Borderline personality disorder (BPD), also known as emotionally unstable personality disorder (EUPD)[10] or borderline pattern personality disorder is a personality disorder characterized by a long-term pattern of unstable interpersonal relationships, distorted sense of self, and strong emotional reactions.[5][6][11] Those affected often engage in self-harm and other dangerous behaviors.[12] They may also struggle with a feeling of emptiness, fear of abandonment, and detachment from reality.[5] Symptoms of BPD may be triggered by events considered normal to others.[5] BPD typically begins by early adulthood and occurs across a variety of situations.[6] Substance use disorders, depression, and eating disorders are commonly associated with BPD.[5] Approximately 10% of people affected with the disorder die by suicide.[5][6] The disorder is stigmatized in both the media and the psychiatric field and as a result is often underdiagnosed.[13]

Borderline personality disorder
Other names
  • Emotionally unstable personality disorder – impulsive or borderline type[1]
  • Emotional intensity disorder[2]
Despair by Edvard Munch (1894), presumed to have lived with borderline personality disorder.[3][4]
SpecialtyPsychiatry
SymptomsUnstable relationships, sense of self, and emotions; impulsivity; recurrent suicidal behavior and self-harm; fear of abandonment; chronic feelings of emptiness; inappropriate anger; feeling detached from reality[5][6]
ComplicationsSuicide[5]
Usual onsetEarly adulthood[6]
DurationLong term[5]
CausesUnclear[7]
Risk factorsFamily history, trauma, abuse[5][8]
Diagnostic methodBased on reported symptoms[5]
Differential diagnosisIdentity disorder, mood disorders, post traumatic stress disorder, C-PTSD, substance use disorders, histrionic, narcissistic, or antisocial personality disorder[6][9]
TreatmentBehavioral therapy[5]
PrognosisImproves over time[6]
FrequencyEstimations at ca. 1.6% of people in a given year[5]
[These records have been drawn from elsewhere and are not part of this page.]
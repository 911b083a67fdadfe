use stacked_errors::{Error, StackableErr};
use tracing::{info, warn};

use crate::{
    Client, Command, ContainerHandle, ProcessRunner, ResolvedDocuments, TestConfig,
    ValidatedPaths, CONTAINER_INPUT_PATH, CONTAINER_OUTPUT_PATH, CONTAINER_RESOURCES_PATH,
    CONTAINER_SETTINGS_PATH, CONTAINER_SHELL, CONTAINER_VALUES_PATH,
};

/// How the tool run inside the container ended
#[derive(Debug)]
pub enum RunStatus {
    Exited(i32),
    /// The run process ended without an exit code
    Signaled,
    /// The run process could not be executed at all
    LaunchFailed(Error),
}

impl RunStatus {
    /// The exit code the session reports, 1 if the run did not produce one
    pub fn exit_code(&self) -> i32 {
        match self {
            RunStatus::Exited(code) => *code,
            RunStatus::Signaled | RunStatus::LaunchFailed(_) => 1,
        }
    }
}

#[derive(Debug)]
pub struct ToolRun {
    pub container: ContainerHandle,
    pub status: RunStatus,
}

/// Runs a step that is not the tool run itself. Failures are reported but
/// never stop the steps after it.
pub(crate) async fn step<R: ProcessRunner>(runner: &mut R, command: Command) {
    match runner.run(command).await {
        Ok(comres) => {
            if !comres.successful() {
                warn!(
                    "`{}` was unsuccessful with exit code {:?}",
                    comres.command.get_unified_command(),
                    comres.exit_code
                );
            }
        }
        Err(e) => warn!("{e:?}"),
    }
}

/// The command that executes the tool entrypoint inside the container
pub fn launch_command(
    client: &Client,
    config: &TestConfig,
    container: &ContainerHandle,
    with_resources: bool,
) -> Command {
    let tool_path = format!("{}:run", config.tool);
    let mut args = vec![
        CONTAINER_SHELL,
        config.entrypoint.as_str(),
        CONTAINER_SETTINGS_PATH,
        CONTAINER_VALUES_PATH,
        CONTAINER_INPUT_PATH,
        CONTAINER_OUTPUT_PATH,
        "--tool-path",
        tool_path.as_str(),
    ];
    if with_resources {
        args.extend(["--res-folder", CONTAINER_RESOURCES_PATH]);
    }
    client.exec(container, args).echo(true).debug(true)
}

/// Starts the container, copies the settings documents and resources into it,
/// patches the entrypoint, and runs the tool
pub async fn launch_and_run<R: ProcessRunner>(
    runner: &mut R,
    client: &Client,
    config: &TestConfig,
    paths: &ValidatedPaths,
    documents: &ResolvedDocuments,
    container: ContainerHandle,
) -> ToolRun {
    info!("Starting container {container}...");
    step(
        runner,
        client
            .run_detached(
                &container,
                &config.image,
                &paths.inputs,
                &paths.outputs,
                &config.volumes,
            )
            .echo(true)
            .debug(true),
    )
    .await;

    step(
        runner,
        client
            .copy_into(&container, &documents.settings, CONTAINER_SETTINGS_PATH)
            .debug(true),
    )
    .await;
    step(
        runner,
        client
            .copy_into(&container, &documents.values, CONTAINER_VALUES_PATH)
            .debug(true),
    )
    .await;

    step(
        runner,
        client
            .patch_entrypoint(&container, &config.entrypoint)
            .echo(true)
            .debug(true),
    )
    .await;

    if let Some(resources) = &paths.resources {
        step(
            runner,
            client
                .copy_into(&container, resources, CONTAINER_RESOURCES_PATH)
                .debug(true),
        )
        .await;
    }

    info!("Running {}.py:run()...", config.tool);
    let command = launch_command(client, config, &container, paths.resources.is_some());
    let status = match runner
        .run(command)
        .await
        .stack_err("launch_and_run -> could not execute the tool entrypoint")
    {
        Ok(comres) => match comres.exit_code {
            Some(code) => RunStatus::Exited(code),
            None => RunStatus::Signaled,
        },
        Err(e) => RunStatus::LaunchFailed(e),
    };
    ToolRun { container, status }
}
The causes of BPD are unclear but seem to involve genetic, neurological, environmental, and social factors.[5][7] It occurs about five times more often in a person who has an affected close relative.[5] Adverse life events appear to also play a role.[8] The underlying mechanism appears to involve the frontolimbic network of neurons.[8] BPD is recognized by the Diagnostic and Statistical Manual of Mental Disorders (DSM) as a personality disorder, along with nine other such disorders.[6] The condition must be differentiated from an identity problem or substance use disorders, among other possibilities.[6]

BPD is typically treated with psychotherapy, such as cognitive behavioral therapy (CBT) or dialectical behavior therapy (DBT).[5] DBT may reduce the risk of suicide in the disorder.[5] Therapy for BPD can occur one-on-one or in a group.[5] While medications cannot cure BPD, they may be used to help with the associated symptoms.[5] Despite no evidence of their effectiveness, SSRI antidepressants and quetiapine remain widely prescribed for the condition.[14] Severe cases of the disorder may require hospital care.[5]

About 1.6% of people have BPD in a given year, with some estimates as high as 6%.[5][6][15] Women are diagnosed about three times as often as men.[6] The disorder appears to become less common among older people.[6] Up to half of those with BPD improve over a ten-year period.[6] Those affected typically use a high amount of healthcare resources.[6] There is an ongoing debate about the naming of the disorder, especially the suitability of the word borderline.[5]